BEGIN
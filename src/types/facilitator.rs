//! Facilitator endpoint settings and the verify/settle/supported replies

use crate::{Result, X402Error};
use serde::{Deserialize, Serialize};
use serde_json::Value;
use std::collections::HashMap;
use std::sync::Arc;
use std::time::Duration;

/// Public x402.org facilitator
pub const DEFAULT_FACILITATOR_URL: &str = "https://x402.org/facilitator";

/// Extra request headers per facilitator endpoint (`"verify"`, `"settle"`,
/// `"supported"`), header name to value.
pub type EndpointHeaders = HashMap<String, HashMap<String, String>>;

/// Produces [`EndpointHeaders`] for each facilitator call
pub type AuthHeaders = Arc<dyn Fn() -> Result<EndpointHeaders> + Send + Sync>;

/// Where and how to reach the facilitator
#[derive(Clone)]
pub struct FacilitatorConfig {
    pub url: String,
    /// HTTP client timeout covering each verify/settle round-trip
    pub timeout: Option<Duration>,
    /// Called before every request; an `Err` fails that request
    pub create_auth_headers: Option<AuthHeaders>,
}

impl std::fmt::Debug for FacilitatorConfig {
    fn fmt(&self, f: &mut std::fmt::Formatter<'_>) -> std::fmt::Result {
        f.debug_struct("FacilitatorConfig")
            .field("url", &self.url)
            .field("timeout", &self.timeout)
            .field(
                "create_auth_headers",
                &self.create_auth_headers.as_ref().map(|_| "<function>"),
            )
            .finish()
    }
}

impl FacilitatorConfig {
    pub fn new(url: impl Into<String>) -> Self {
        Self {
            url: url.into(),
            timeout: None,
            create_auth_headers: None,
        }
    }

    /// Reject empty, unparsable and non-http(s) URLs
    pub fn validate(&self) -> Result<()> {
        if self.url.is_empty() {
            return Err(X402Error::config("Facilitator URL cannot be empty"));
        }

        match url::Url::parse(&self.url) {
            Ok(parsed) if matches!(parsed.scheme(), "http" | "https") => Ok(()),
            Ok(parsed) => Err(X402Error::config(format!(
                "Facilitator URL must use http or https, got {}",
                parsed.scheme()
            ))),
            Err(e) => Err(X402Error::config(format!(
                "Invalid facilitator URL {}: {}",
                self.url, e
            ))),
        }
    }

    pub fn with_timeout(mut self, timeout: Duration) -> Self {
        self.timeout = Some(timeout);
        self
    }

    /// Compute per-endpoint headers before each facilitator call
    pub fn with_auth_headers<F>(mut self, creator: F) -> Self
    where
        F: Fn() -> Result<EndpointHeaders> + Send + Sync + 'static,
    {
        self.create_auth_headers = Some(Arc::new(creator));
        self
    }

    /// Send `Authorization: Bearer <token>` to every facilitator endpoint
    pub fn with_bearer_token(self, token: impl Into<String>) -> Self {
        let value = format!("Bearer {}", token.into());
        self.with_auth_headers(move || {
            Ok(["verify", "settle", "supported"]
                .into_iter()
                .map(|endpoint| {
                    let headers = HashMap::from([("Authorization".to_string(), value.clone())]);
                    (endpoint.to_string(), headers)
                })
                .collect())
        })
    }
}

impl Default for FacilitatorConfig {
    fn default() -> Self {
        Self::new(DEFAULT_FACILITATOR_URL)
    }
}

/// Reply to `POST /verify`. `is_valid == false` is a rejection, not an error.
#[derive(Debug, Clone, PartialEq, Serialize, Deserialize)]
pub struct VerifyResponse {
    #[serde(rename = "isValid")]
    pub is_valid: bool,
    #[serde(rename = "invalidReason", skip_serializing_if = "Option::is_none")]
    pub invalid_reason: Option<String>,
    #[serde(skip_serializing_if = "Option::is_none")]
    pub payer: Option<String>,
}

/// Reply to `POST /settle`; also the decoded `X-PAYMENT-RESPONSE` receipt
#[derive(Debug, Clone, PartialEq, Serialize, Deserialize)]
pub struct SettleResponse {
    pub success: bool,
    #[serde(rename = "errorReason", skip_serializing_if = "Option::is_none")]
    pub error_reason: Option<String>,
    /// On-chain transaction hash
    pub transaction: String,
    pub network: String,
    #[serde(skip_serializing_if = "Option::is_none")]
    pub payer: Option<String>,
}

/// Reply to `GET /supported`
#[derive(Debug, Clone, Serialize, Deserialize)]
pub struct SupportedKinds {
    pub kinds: Vec<SupportedKind>,
}

impl SupportedKinds {
    /// Whether the facilitator accepts `scheme` payments on `network`
    pub fn supports(&self, scheme: &str, network: &str) -> bool {
        self.kinds
            .iter()
            .any(|kind| kind.scheme == scheme && kind.network == network)
    }
}

#[derive(Debug, Clone, Serialize, Deserialize)]
pub struct SupportedKind {
    #[serde(rename = "x402Version")]
    pub x402_version: u32,
    pub scheme: String,
    pub network: String,
    #[serde(skip_serializing_if = "Option::is_none")]
    pub metadata: Option<Value>,
}

#[cfg(test)]
mod tests {
    use super::*;

    #[test]
    fn test_validate_rejects_bad_urls() {
        assert!(FacilitatorConfig::default().validate().is_ok());
        assert!(FacilitatorConfig::new("").validate().is_err());
        assert!(FacilitatorConfig::new("not a url").validate().is_err());
        assert!(FacilitatorConfig::new("ftp://example.com").validate().is_err());
    }

    #[test]
    fn test_bearer_token_covers_every_endpoint() {
        let config = FacilitatorConfig::default().with_bearer_token("secret");
        let create = config.create_auth_headers.unwrap();
        let headers = create().unwrap();

        for endpoint in ["verify", "settle", "supported"] {
            assert_eq!(headers[endpoint]["Authorization"], "Bearer secret");
        }
    }

    #[test]
    fn test_supported_kinds_lookup() {
        let supported: SupportedKinds = serde_json::from_value(serde_json::json!({
            "kinds": [{ "x402Version": 1, "scheme": "exact", "network": "polygon" }]
        }))
        .unwrap();

        assert!(supported.supports("exact", "polygon"));
        assert!(!supported.supports("exact", "base"));
    }
}
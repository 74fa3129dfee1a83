//! x402 Gate Demo Server
//!
//! Serves a paid `/joke` endpoint behind the x402 payment gate and a free
//! `/health` endpoint. Configuration comes from the environment.

use axum::{response::Json, routing::get, Router};
use rust_decimal::Decimal;
use std::env;
use std::str::FromStr;
use tower_http::trace::TraceLayer;
use tracing_subscriber::EnvFilter;

use x402_gate::{
    facilitator::FacilitatorClient,
    middleware::{payment_middleware, PaymentMiddleware},
    types::{FacilitatorConfig, DEFAULT_FACILITATOR_URL},
    X402Error, X402_VERSION,
};

#[tokio::main]
async fn main() -> std::result::Result<(), Box<dyn std::error::Error>> {
    tracing_subscriber::fmt()
        .with_env_filter(EnvFilter::from_default_env())
        .init();

    let bind_address = env::var("BIND_ADDRESS").unwrap_or_else(|_| "0.0.0.0:4021".to_string());
    let pay_to = env::var("X402_PAY_TO")
        .map_err(|_| X402Error::config("X402_PAY_TO must be set to the recipient address"))?;
    let amount = env::var("X402_AMOUNT").unwrap_or_else(|_| "0.01".to_string());
    let amount = Decimal::from_str(&amount)
        .map_err(|e| X402Error::config(format!("Invalid X402_AMOUNT {}: {}", amount, e)))?;
    let facilitator_url =
        env::var("X402_FACILITATOR_URL").unwrap_or_else(|_| DEFAULT_FACILITATOR_URL.to_string());
    let testnet = env::var("X402_TESTNET")
        .map(|value| value != "false" && value != "0")
        .unwrap_or(true);

    let mut facilitator_config = FacilitatorConfig::new(facilitator_url);
    if let Ok(token) = env::var("X402_FACILITATOR_TOKEN") {
        facilitator_config = facilitator_config.with_bearer_token(token);
    }
    facilitator_config.validate()?;

    let mut middleware = PaymentMiddleware::new(amount, pay_to)
        .with_description("A programming joke")
        .with_mime_type("application/json")
        .with_facilitator_config(facilitator_config.clone())
        .with_testnet(testnet);

    if let Ok(network) = env::var("X402_NETWORK") {
        middleware = middleware.with_network(network);
    }
    if let Ok(asset) = env::var("X402_ASSET") {
        middleware = middleware.with_asset(asset);
    }
    if let Ok(root_url) = env::var("X402_RESOURCE_ROOT_URL") {
        middleware = middleware.with_resource_root_url(root_url);
    }

    // Fail at startup rather than on the first request
    let requirements = middleware.config().create_payment_requirements("/joke")?;
    tracing::info!(
        network = %requirements.network,
        asset = %requirements.asset,
        max_amount_required = %requirements.max_amount_required,
        "Payment requirements ready"
    );

    let facilitator = FacilitatorClient::new(facilitator_config)?;
    match facilitator.supported().await {
        Ok(supported) if supported.supports(&requirements.scheme, &requirements.network) => {}
        Ok(_) => tracing::warn!(
            network = %requirements.network,
            "Facilitator does not list this network; payments may fail"
        ),
        Err(e) => tracing::warn!("Could not query facilitator capabilities: {}", e),
    }

    let paid = Router::new()
        .route("/joke", get(joke_handler))
        .layer(axum::middleware::from_fn_with_state(
            middleware,
            payment_middleware,
        ));

    let app = Router::new()
        .route("/health", get(health_handler))
        .merge(paid)
        .layer(TraceLayer::new_for_http());

    let listener = tokio::net::TcpListener::bind(&bind_address).await?;
    tracing::info!("x402 gate server running on http://{}", bind_address);

    axum::serve(listener, app).await?;

    Ok(())
}

async fn joke_handler() -> Json<serde_json::Value> {
    Json(serde_json::json!({
        "joke": "Why do programmers prefer dark mode? Because light attracts bugs!"
    }))
}

/// Health check endpoint
async fn health_handler() -> Json<serde_json::Value> {
    Json(serde_json::json!({
        "status": "healthy",
        "version": x402_gate::VERSION,
        "x402_version": X402_VERSION,
    }))
}
//! Common constants for networks, schemes and known assets

/// Common network configurations
pub mod networks {
    use once_cell::sync::Lazy;
    use std::collections::HashMap;

    /// Base mainnet configuration
    pub const BASE_MAINNET: &str = "base";
    /// Base Sepolia testnet configuration
    pub const BASE_SEPOLIA: &str = "base-sepolia";
    /// Avalanche mainnet configuration
    pub const AVALANCHE_MAINNET: &str = "avalanche";
    /// Avalanche Fuji testnet configuration
    pub const AVALANCHE_FUJI: &str = "avalanche-fuji";
    /// Polygon PoS mainnet configuration
    pub const POLYGON_MAINNET: &str = "polygon";
    /// Polygon Amoy testnet configuration
    pub const POLYGON_AMOY: &str = "polygon-amoy";

    /// Stable-coin deployment known to the gate.
    ///
    /// The EIP-712 domain name is not stored here; it follows the
    /// mainnet/testnet flag (see [`crate::types::Network::usdc_name`]).
    #[derive(Debug, Clone, PartialEq, Eq)]
    pub struct AssetInfo {
        /// Network the contract is deployed on
        pub network: &'static str,
        /// Token contract address
        pub address: &'static str,
        /// EIP-712 domain version
        pub version: &'static str,
    }

    const fn usdc(network: &'static str, address: &'static str) -> AssetInfo {
        AssetInfo {
            network,
            address,
            version: "2",
        }
    }

    /// Canonical USDC deployments, one per supported network
    static USDC_DEPLOYMENTS: Lazy<HashMap<&'static str, AssetInfo>> = Lazy::new(|| {
        [
            usdc(BASE_MAINNET, "0x833589fCD6eDb6E08f4c7C32D4f71b54bdA02913"),
            usdc(BASE_SEPOLIA, "0x036CbD53842c5426634e7929541eC2318f3dCF7e"),
            usdc(AVALANCHE_MAINNET, "0xB97EF9Ef8734C71904D8002F8b6Bc66Dd9c48a6E"),
            usdc(AVALANCHE_FUJI, "0x5425890298aed601595a70AB815c96711a31Bc65"),
            usdc(POLYGON_MAINNET, "0x3c499c542cef5e3811e1192ce70d8cc03d5c3359"),
            usdc(POLYGON_AMOY, "0x41E94Eb019C0762f9Bfcf9Fb1E58725BfB0e7582"),
        ]
        .into_iter()
        .map(|info| (info.network, info))
        .collect()
    });

    /// Get USDC contract address for a network
    pub fn get_usdc_address(network: &str) -> Option<&'static str> {
        USDC_DEPLOYMENTS.get(network).map(|info| info.address)
    }

    /// Look up a known asset by network and contract address.
    ///
    /// Addresses compare case-insensitively so checksummed and lowercase
    /// forms resolve to the same entry.
    pub fn find_asset(network: &str, address: &str) -> Option<&'static AssetInfo> {
        USDC_DEPLOYMENTS
            .get(network)
            .filter(|info| info.address.eq_ignore_ascii_case(address))
    }

    /// Check if a network is supported
    pub fn is_supported(network: &str) -> bool {
        USDC_DEPLOYMENTS.contains_key(network)
    }

    /// Get all supported networks
    pub fn all_supported() -> Vec<&'static str> {
        let mut all: Vec<_> = USDC_DEPLOYMENTS.keys().copied().collect();
        all.sort_unstable();
        all
    }
}

/// Common payment schemes
pub mod schemes {
    /// Exact payment scheme (EIP-3009)
    pub const EXACT: &str = "exact";
}

#[cfg(test)]
mod tests {
    use super::networks::*;

    #[test]
    fn test_usdc_addresses() {
        assert_eq!(
            get_usdc_address(BASE_SEPOLIA),
            Some("0x036CbD53842c5426634e7929541eC2318f3dCF7e")
        );
        assert_eq!(
            get_usdc_address(POLYGON_MAINNET),
            Some("0x3c499c542cef5e3811e1192ce70d8cc03d5c3359")
        );
        assert_eq!(get_usdc_address("solana"), None);
    }

    #[test]
    fn test_find_asset_ignores_address_case() {
        let info = find_asset(BASE_MAINNET, "0x833589fcd6edb6e08f4c7c32d4f71b54bda02913").unwrap();
        assert_eq!(info.network, BASE_MAINNET);
        assert_eq!(info.version, "2");

        // Right address, wrong network
        assert!(find_asset(BASE_SEPOLIA, "0x833589fCD6eDb6E08f4c7C32D4f71b54bdA02913").is_none());
    }

    #[test]
    fn test_supported_networks() {
        assert!(is_supported("polygon-amoy"));
        assert!(!is_supported("unsupported-network"));
        assert_eq!(all_supported().len(), 6);
    }
}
END
**EXERCISE PROMPT:**
Nothing but a number is expected: the tally of lines in the records that include the word "Duration".

**ANSWER FOR THE TASK:**
3